## TASK
Find the lines in the records that carry the word "FixedTimestep". Copy each one.

## TASK INPUT
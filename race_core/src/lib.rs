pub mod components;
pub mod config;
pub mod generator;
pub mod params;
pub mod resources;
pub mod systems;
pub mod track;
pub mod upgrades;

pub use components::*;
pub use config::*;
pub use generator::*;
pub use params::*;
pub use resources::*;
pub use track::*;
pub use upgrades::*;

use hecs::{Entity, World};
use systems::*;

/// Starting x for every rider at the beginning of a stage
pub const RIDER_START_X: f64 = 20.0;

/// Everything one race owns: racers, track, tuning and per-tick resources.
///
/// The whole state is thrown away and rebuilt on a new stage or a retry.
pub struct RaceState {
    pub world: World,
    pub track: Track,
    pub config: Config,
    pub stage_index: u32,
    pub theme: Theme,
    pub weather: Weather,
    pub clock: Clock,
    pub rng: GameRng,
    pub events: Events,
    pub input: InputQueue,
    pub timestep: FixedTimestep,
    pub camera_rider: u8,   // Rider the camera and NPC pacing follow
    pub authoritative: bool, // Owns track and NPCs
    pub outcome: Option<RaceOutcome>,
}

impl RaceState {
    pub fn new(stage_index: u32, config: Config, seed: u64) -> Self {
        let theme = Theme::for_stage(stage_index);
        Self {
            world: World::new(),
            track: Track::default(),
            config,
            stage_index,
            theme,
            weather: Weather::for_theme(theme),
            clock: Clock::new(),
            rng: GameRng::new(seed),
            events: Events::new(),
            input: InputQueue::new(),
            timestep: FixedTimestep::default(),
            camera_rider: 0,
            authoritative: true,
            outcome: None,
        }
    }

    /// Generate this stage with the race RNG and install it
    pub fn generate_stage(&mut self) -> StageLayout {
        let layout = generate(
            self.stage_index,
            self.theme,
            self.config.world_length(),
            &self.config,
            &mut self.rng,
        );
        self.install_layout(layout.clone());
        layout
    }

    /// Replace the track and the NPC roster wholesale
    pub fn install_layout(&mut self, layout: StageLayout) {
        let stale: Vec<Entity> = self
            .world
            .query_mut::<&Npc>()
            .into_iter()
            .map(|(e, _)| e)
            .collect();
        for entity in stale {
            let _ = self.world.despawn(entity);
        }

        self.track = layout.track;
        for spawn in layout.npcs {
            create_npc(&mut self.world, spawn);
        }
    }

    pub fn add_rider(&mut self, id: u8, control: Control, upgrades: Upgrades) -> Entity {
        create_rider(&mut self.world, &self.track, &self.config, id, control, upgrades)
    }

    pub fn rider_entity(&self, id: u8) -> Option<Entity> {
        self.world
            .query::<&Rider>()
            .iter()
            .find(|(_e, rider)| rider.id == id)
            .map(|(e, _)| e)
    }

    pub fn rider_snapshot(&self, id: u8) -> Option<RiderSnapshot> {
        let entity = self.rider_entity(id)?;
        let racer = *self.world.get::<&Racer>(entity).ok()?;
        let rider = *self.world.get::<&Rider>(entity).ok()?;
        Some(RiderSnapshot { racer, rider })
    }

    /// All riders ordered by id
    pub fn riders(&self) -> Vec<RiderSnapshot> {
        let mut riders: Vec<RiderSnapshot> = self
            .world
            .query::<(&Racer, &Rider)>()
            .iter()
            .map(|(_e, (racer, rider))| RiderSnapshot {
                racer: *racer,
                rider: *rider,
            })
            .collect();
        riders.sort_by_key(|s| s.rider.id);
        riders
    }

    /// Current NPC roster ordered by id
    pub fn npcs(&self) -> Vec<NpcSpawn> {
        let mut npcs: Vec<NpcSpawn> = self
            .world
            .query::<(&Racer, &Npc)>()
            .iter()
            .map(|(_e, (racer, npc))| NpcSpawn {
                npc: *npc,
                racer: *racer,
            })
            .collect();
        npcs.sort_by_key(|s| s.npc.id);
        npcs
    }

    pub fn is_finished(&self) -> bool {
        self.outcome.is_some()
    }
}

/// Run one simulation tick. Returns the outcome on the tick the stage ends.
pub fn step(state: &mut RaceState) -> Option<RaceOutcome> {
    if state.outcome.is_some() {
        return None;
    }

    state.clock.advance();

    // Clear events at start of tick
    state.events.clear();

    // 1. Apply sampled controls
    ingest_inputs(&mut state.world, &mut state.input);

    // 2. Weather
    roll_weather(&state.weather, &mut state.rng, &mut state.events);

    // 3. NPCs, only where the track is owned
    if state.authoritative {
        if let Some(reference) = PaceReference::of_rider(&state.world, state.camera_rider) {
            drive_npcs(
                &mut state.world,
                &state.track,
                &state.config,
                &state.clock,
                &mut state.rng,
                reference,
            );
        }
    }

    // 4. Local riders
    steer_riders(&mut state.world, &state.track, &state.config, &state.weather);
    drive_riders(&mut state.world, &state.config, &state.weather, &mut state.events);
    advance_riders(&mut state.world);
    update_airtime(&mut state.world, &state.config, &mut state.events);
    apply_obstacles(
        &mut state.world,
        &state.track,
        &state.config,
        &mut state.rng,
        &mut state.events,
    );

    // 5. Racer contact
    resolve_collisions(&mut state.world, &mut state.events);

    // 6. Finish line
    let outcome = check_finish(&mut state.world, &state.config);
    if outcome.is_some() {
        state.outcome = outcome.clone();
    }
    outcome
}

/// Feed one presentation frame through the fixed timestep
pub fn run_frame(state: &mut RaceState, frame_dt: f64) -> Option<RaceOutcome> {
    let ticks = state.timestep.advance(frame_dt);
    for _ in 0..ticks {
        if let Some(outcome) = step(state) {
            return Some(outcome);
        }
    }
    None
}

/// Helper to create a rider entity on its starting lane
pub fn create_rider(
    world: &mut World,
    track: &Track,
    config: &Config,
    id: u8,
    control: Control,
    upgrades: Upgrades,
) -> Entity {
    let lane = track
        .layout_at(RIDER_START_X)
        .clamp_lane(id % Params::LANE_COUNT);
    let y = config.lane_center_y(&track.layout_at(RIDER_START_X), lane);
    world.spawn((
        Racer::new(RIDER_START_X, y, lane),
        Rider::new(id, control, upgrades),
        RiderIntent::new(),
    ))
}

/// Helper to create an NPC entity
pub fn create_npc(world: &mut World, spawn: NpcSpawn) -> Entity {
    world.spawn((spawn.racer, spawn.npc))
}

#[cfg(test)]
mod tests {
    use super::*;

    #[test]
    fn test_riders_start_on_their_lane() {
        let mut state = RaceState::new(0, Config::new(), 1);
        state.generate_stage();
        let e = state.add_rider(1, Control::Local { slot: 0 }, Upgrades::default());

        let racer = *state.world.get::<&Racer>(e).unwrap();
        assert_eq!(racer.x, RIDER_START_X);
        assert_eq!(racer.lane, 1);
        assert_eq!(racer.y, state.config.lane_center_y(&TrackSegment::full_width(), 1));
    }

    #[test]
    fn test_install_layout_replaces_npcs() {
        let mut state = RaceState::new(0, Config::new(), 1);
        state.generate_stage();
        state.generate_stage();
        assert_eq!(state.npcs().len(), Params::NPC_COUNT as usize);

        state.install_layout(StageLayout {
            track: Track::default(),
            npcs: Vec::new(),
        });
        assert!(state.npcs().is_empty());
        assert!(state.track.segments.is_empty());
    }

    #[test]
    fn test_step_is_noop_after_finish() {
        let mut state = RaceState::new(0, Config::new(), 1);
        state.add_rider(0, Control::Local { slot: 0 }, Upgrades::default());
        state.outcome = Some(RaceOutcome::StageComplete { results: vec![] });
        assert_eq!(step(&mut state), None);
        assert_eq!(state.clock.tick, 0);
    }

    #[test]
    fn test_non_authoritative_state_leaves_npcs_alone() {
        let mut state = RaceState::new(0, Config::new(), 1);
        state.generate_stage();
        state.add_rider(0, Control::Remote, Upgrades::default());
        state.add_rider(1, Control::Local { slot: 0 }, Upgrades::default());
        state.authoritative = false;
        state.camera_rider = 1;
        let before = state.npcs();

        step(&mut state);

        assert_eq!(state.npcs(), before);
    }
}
--
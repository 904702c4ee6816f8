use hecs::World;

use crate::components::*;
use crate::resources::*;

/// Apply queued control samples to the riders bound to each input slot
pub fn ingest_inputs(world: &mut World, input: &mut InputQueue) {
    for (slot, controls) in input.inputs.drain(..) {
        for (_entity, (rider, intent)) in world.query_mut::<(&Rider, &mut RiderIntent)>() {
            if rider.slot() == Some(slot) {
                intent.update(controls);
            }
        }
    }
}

## ANSWER FOR THIS EXERCISE
    pub timestep: FixedTimestep,
            timestep: FixedTimestep::default(),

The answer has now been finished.